Even with a disorganized mess on my hands, I was still resistant to writing up an outline. So I eased into it by starting with a timeline. I printed up a calendar and penciled in the book’s major events and plot points. It helped me piece some parts of the story together, but the overall picture still wasn’t playing out the way I needed it to. It was lacking some important details I needed in order to place all the pieces together in a series of coherent events.

The timeline was a great start but it wasn’t enough. My breadcrumb trail needed more crumbs to guide me through the drafting process and keep me on track. Then I wondered why I had to use a traditional outline in the first place. Why couldn’t I just make my own? Make it flexible and open to change. Make it my own style. Tailor it to my specific needs. Screw the formalities. There was no rule stating I had to use the same formal outline I used in class years before. I tested out my own method, kept myself open to any changes, and wouldn’t you know – it worked.

I know some writers say that outlines kill the creative process, but it’s the opposite for me. Outlines fuel my creativity. That’s because my cast walks me through the story. I see the scenes play out like they do in a TV series. They’re all interconnected and launch from one episode into the next. I don’t always see everything the first time around and it can be a bumpy road at times. Sometimes, I get static and when that happens, I jump ahead to the next part, then return to fill in whatever blanks are left. This process is usually repeated multiple times. I fill in as much information about the story that I know before I start drafting.  It takes me anywhere from a couple of weeks to about a month to get an outline down. That might seem like a lot of time, but I have a lot of details to fill out. It also makes the editing and revision process go much more smoothly afterwards.

As for my outlining process, I use scene titles and bullet points. I start out by writing down my entire cast of characters for that particular book and then highlighting the POVs that’ll be used. Next, I divide my outline up into a three act structure and fill in what details I know. This includes scenes, settings, character goals, emotions, conflict, dilemmas, resolutions, and more.
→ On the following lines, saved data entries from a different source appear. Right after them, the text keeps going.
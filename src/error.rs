//! Error types for the node/dependency/event engine.

use thiserror::Error;

/// Relation between a node and a dependency that would form a cycle.
#[derive(Debug, Clone, Copy, PartialEq, Eq)]
pub enum Relation {
    Ancestor,
    Descendant,
}

impl std::fmt::Display for Relation {
    fn fmt(&self, f: &mut std::fmt::Formatter<'_>) -> std::fmt::Result {
        match self {
            Relation::Ancestor => write!(f, "ancestor"),
            Relation::Descendant => write!(f, "descendant"),
        }
    }
}

#[derive(Error, Debug, Clone, PartialEq, Eq)]
pub enum Error {
    // === Configuration errors (fatal at tree build / graft) ===
    #[error("Node '{node}' declares parent '{parent}' which does not exist")]
    MissingParent { node: String, parent: String },

    #[error("Node '{node}' would become its own ancestor through parent '{parent}'")]
    ParentCycle { node: String, parent: String },

    #[error("Node '{identifier}' already exists")]
    DuplicateNode { identifier: String },

    #[error("Invalid identifier '{identifier}': {reason}")]
    InvalidIdentifier { identifier: String, reason: String },

    #[error("Node '{node}' cannot depend on the root node")]
    DependencyOnRoot { node: String },

    #[error("Node '{node}' cannot depend on itself")]
    SelfDependency { node: String },

    #[error("Node '{node}' cannot depend on its {relation} '{dependency}'")]
    DependencyCycle {
        node: String,
        dependency: String,
        relation: Relation,
    },

    // === Validation errors (per call, no state mutated) ===
    #[error("Invalid ack: {reason}")]
    InvalidAck { reason: String },

    // === Invariant violations ===
    #[error("Cannot add child '{child}' to '{node}': child declares parent '{declared}'")]
    ParentMismatch {
        node: String,
        child: String,
        declared: String,
    },

    #[error("Tree has not been built yet")]
    TreeNotBuilt,

    #[error("Operational node '{identifier}' cannot be removed")]
    OperationalNode { identifier: String },

    // === Lookup ===
    #[error("Node not found: {identifier}")]
    UnknownNode { identifier: String },
}

impl Error {
    /// Configuration errors abort startup or a graft and must reach the operator.
    pub fn is_configuration(&self) -> bool {
        matches!(
            self,
            Error::MissingParent { .. }
                | Error::ParentCycle { .. }
                | Error::DuplicateNode { .. }
                | Error::InvalidIdentifier { .. }
                | Error::DependencyOnRoot { .. }
                | Error::SelfDependency { .. }
                | Error::DependencyCycle { .. }
        )
    }
}

pub type Result<T> = std::result::Result<T, Error>;
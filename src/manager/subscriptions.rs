use tracing::{debug, warn};

use crate::error::{Error, Result};
use crate::models::criteria::Criteria;
use crate::models::event::EventKind;
use crate::models::subscription::{Callback, Sink, Subscription};

use super::Manager;

impl Manager {
    /// Attach a callback subscription to a node. It sees events published
    /// by that node and by every descendant.
    ///
    /// # Errors
    /// `Error::UnknownNode` when no node has the given identifier.
    pub fn create_subscription(
        &mut self,
        identifier: &str,
        event_type: Option<EventKind>,
        criteria: Criteria,
        negative_criteria: Criteria,
        callback: Callback,
    ) -> Result<Subscription> {
        if !self.nodes.contains_key(identifier) {
            return Err(Error::UnknownNode {
                identifier: identifier.to_string(),
            });
        }

        let subscription = Subscription::new(
            event_type,
            criteria,
            negative_criteria,
            Sink::Callback(callback),
        );
        self.attach_subscription(identifier, subscription.clone());
        debug!(node = %identifier, subscription = %subscription.id, "subscription created");
        Ok(subscription)
    }

    pub fn remove_subscription(&mut self, id: &str) -> Option<Subscription> {
        let removed = self.detach_subscription(id);
        if removed.is_none() {
            warn!(subscription = %id, "remove requested for unknown subscription");
            return None;
        }
        for ids in self.dependency_subscriptions.values_mut() {
            ids.retain(|existing| existing != id);
        }
        removed
    }

    /// Identifier of the node holding a subscription.
    pub fn subscription_owner(&self, id: &str) -> Option<&str> {
        self.subscription_owners.get(id).map(String::as_str)
    }

    pub(super) fn attach_subscription(&mut self, owner: &str, subscription: Subscription) {
        if let Some(node) = self.nodes.get_mut(owner) {
            self.subscription_owners
                .insert(subscription.id.clone(), owner.to_string());
            node.attach_subscription(subscription);
        }
    }

    pub(super) fn detach_subscription(&mut self, id: &str) -> Option<Subscription> {
        let owner = self.subscription_owners.remove(id)?;
        self.nodes.get_mut(&owner)?.detach_subscription(id)
    }
}
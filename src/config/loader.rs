use std::collections::BTreeMap;
use std::fs;
use std::path::Path;

use anyhow::{bail, Context, Result};

use crate::models::node::Properties;

use super::TreeConfig;

#[derive(Debug, Clone, Copy, PartialEq, Eq)]
pub enum TreeFormat {
    Toml,
    Yaml,
}

impl TreeFormat {
    /// YAML for `.yaml`/`.yml`, TOML otherwise.
    pub fn from_path(path: &Path) -> Self {
        match path.extension().and_then(|ext| ext.to_str()) {
            Some("yaml" | "yml") => TreeFormat::Yaml,
            _ => TreeFormat::Toml,
        }
    }
}

/// Load a tree definition file.
pub fn load_tree_file(path: &Path) -> Result<TreeConfig> {
    let content = fs::read_to_string(path)
        .with_context(|| format!("Failed to read tree file: {}", path.display()))?;
    parse_tree(&content, TreeFormat::from_path(path))
        .with_context(|| format!("Failed to parse tree file: {}", path.display()))
}

pub fn parse_tree(content: &str, format: TreeFormat) -> Result<TreeConfig> {
    let config: TreeConfig = match format {
        TreeFormat::Toml => toml::from_str(content).context("Invalid TOML")?,
        TreeFormat::Yaml => serde_yaml::from_str(content).context("Invalid YAML")?,
    };
    Ok(config)
}

/// Load a JSON object mapping node identifiers to property updates.
pub fn load_updates_file(path: &Path) -> Result<BTreeMap<String, Properties>> {
    let content = fs::read_to_string(path)
        .with_context(|| format!("Failed to read updates file: {}", path.display()))?;
    let value: serde_json::Value = serde_json::from_str(&content)
        .with_context(|| format!("Failed to parse updates file: {}", path.display()))?;

    let serde_json::Value::Object(entries) = value else {
        bail!("Updates file must contain a JSON object of identifier -> properties");
    };

    let mut updates = BTreeMap::new();
    for (identifier, properties) in entries {
        let serde_json::Value::Object(properties) = properties else {
            bail!("Update for '{identifier}' must be a JSON object");
        };
        updates.insert(identifier, properties);
    }
    Ok(updates)
}
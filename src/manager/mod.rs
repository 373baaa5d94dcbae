//! The node registry and the tree-maintenance / propagation engine.
//!
//! This module handles:
//! - Linking nodes under their parents and guarding against cycles
//! - Registering cross-tree dependency subscriptions
//! - Driving downward broadcast and upward propagation of events
//!
//! The manager is synchronous and holds no locks. Callers serialize every
//! mutating call (updates, grafts, prunes, subscribe/unsubscribe).

mod propagation;
mod state;
mod subscriptions;
mod tree;


use std::collections::{BTreeMap, HashMap};

use crate::error::{Error, Result};
use crate::models::constants::{is_operational, ROOT_IDENTIFIER};
use crate::models::criteria::Criteria;
use crate::models::node::Node;

/// Owns every node of the monitoring tree, keyed by identifier.
#[derive(Debug)]
pub struct Manager {
    nodes: BTreeMap<String, Node>,
    tree_built: bool,
    /// subscription id -> identifier of the node holding it
    subscription_owners: HashMap<String, String>,
    /// dependent node -> ids of its dependency subscriptions
    dependency_subscriptions: HashMap<String, Vec<String>>,
}

impl Default for Manager {
    fn default() -> Self {
        Self::new()
    }
}

impl Manager {
    /// Create a manager holding only the root node.
    pub fn new() -> Self {
        let mut nodes = BTreeMap::new();
        nodes.insert(ROOT_IDENTIFIER.to_string(), Node::root());
        Self {
            nodes,
            tree_built: false,
            subscription_owners: HashMap::new(),
            dependency_subscriptions: HashMap::new(),
        }
    }

    pub fn root(&self) -> &Node {
        &self.nodes[ROOT_IDENTIFIER]
    }

    pub fn node(&self, identifier: &str) -> Option<&Node> {
        self.nodes.get(identifier)
    }

    pub fn contains(&self, identifier: &str) -> bool {
        self.nodes.contains_key(identifier)
    }

    /// Every node, root included, in identifier order.
    pub fn nodes(&self) -> impl Iterator<Item = &Node> {
        self.nodes.values()
    }

    /// Number of nodes, root included.
    pub fn len(&self) -> usize {
        self.nodes.len()
    }

    /// True when only the root exists.
    pub fn is_empty(&self) -> bool {
        self.nodes.len() == 1
    }

    pub fn is_built(&self) -> bool {
        self.tree_built
    }

    /// Register a node. Before the tree is built the node is only stored;
    /// afterwards this is a graft (see `add_node`).
    pub fn register_node(&mut self, node: Node) -> Result<()> {
        if self.tree_built {
            return self.add_node(node);
        }
        self.insert(node)
    }

    fn insert(&mut self, node: Node) -> Result<()> {
        if self.nodes.contains_key(node.identifier()) {
            return Err(Error::DuplicateNode {
                identifier: node.identifier().to_string(),
            });
        }
        self.nodes.insert(node.identifier().to_string(), node);
        Ok(())
    }

    /// Non-operational nodes matching `criteria` and not matching
    /// `negative_criteria` (when non-empty).
    pub fn find_nodes(&self, criteria: &Criteria, negative_criteria: &Criteria) -> Vec<&Node> {
        self.nodes
            .values()
            .filter(|node| !is_operational(node.identifier()))
            .filter(|node| node.matches(criteria))
            .filter(|node| negative_criteria.is_empty() || !node.matches(negative_criteria))
            .collect()
    }
}
//! Vertical tree display of the monitored hierarchy

use colored::Colorize;

use crate::manager::Manager;
use crate::models::constants::ROOT_IDENTIFIER;
use crate::models::node::{Node, Status};

use super::indicators::{status_indicator, status_priority};

fn render_node(node: &Node) -> String {
    let mut line = format!(
        "{} {} ({})",
        status_indicator(node.status),
        node.identifier(),
        node.node_type.dimmed()
    );
    match node.status {
        Status::Down => {
            if let Some(error) = &node.error {
                line.push_str(&format!(" {}", error.red()));
            }
        }
        Status::Acked => {
            if let Some(ack) = &node.ack {
                line.push_str(&format!(" {}", ack.to_string().yellow()));
            }
        }
        Status::Quieted => {
            let reasons: Vec<&str> = node.quieted_reasons.values().map(String::as_str).collect();
            line.push_str(&format!(" {}", reasons.join("; ").dimmed()));
        }
        _ => {}
    }
    line
}

fn render_children(manager: &Manager, node: &Node, prefix: &str, out: &mut String) {
    let mut children: Vec<&Node> = node
        .children()
        .filter_map(|id| manager.node(id))
        .collect();
    children.sort_by_key(|child| status_priority(child.status));
    let total = children.len();

    for (index, child) in children.into_iter().enumerate() {
        let last = index + 1 == total;
        let connector = if last { "└── " } else { "├── " };
        out.push_str(&format!("{prefix}{connector}{}\n", render_node(child)));

        let extension = if last { "    " } else { "│   " };
        render_children(manager, child, &format!("{prefix}{extension}"), out);
    }
}

/// Display of one node and everything beneath it, or `None` if it is unknown
pub fn build_subtree_display(manager: &Manager, identifier: &str) -> Option<String> {
    let node = manager.node(identifier)?;
    let mut out = format!("{}\n", render_node(node));
    render_children(manager, node, "", &mut out);
    Some(out.trim_end().to_string())
}

/// Build a vertical tree display of every node under the root
pub fn build_tree_display(manager: &Manager) -> String {
    if manager.is_empty() {
        return "(no nodes defined)".to_string();
    }

    let mut out = format!("{}\n", ROOT_IDENTIFIER.bold());
    render_children(manager, manager.root(), "", &mut out);
    out.trim_end().to_string()
}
Because I don’t always write in order, an outline helps me figure out where a scene fits into the story. It also helps me move scenes around, delete them, or add new ones in. When I look at the outline, I can see the overall picture. I can see what’s working and what’s not, then take it from there. I know that not everyone does this and some see it as a waste of time, but it’s just how my brain works. This is my way of staying organized. And organization is important when you’re working on two series with multiple books and overarching plots.

That’s pretty much my take on outlines and timelines. If you have any questions, feel free to post a comment below. Now, I want to catch you up on what’s been going on with me and the books.

Where Things Stand

The last couple of months have been pretty productive, which I’m beyond thrilled about. Cutting back on my social media time has really gotten things moving in a fluid and forward motion. I’ve made good progress on The Witches of Luna Cove Series. Everything’s starting to come together slowly and smoothly.

As for where things are with the books, TWOLC Book One is getting a much needed break from revisions in November as I get ready to start rewrites on Book Two. After I finish up with that, I plan on hitting up another round of edits and revisions on Book One. Some of you might wonder why I jump between the two and it’s because I always give my manuscript a break after edits and revisions. I’ll explain why in a future post next month.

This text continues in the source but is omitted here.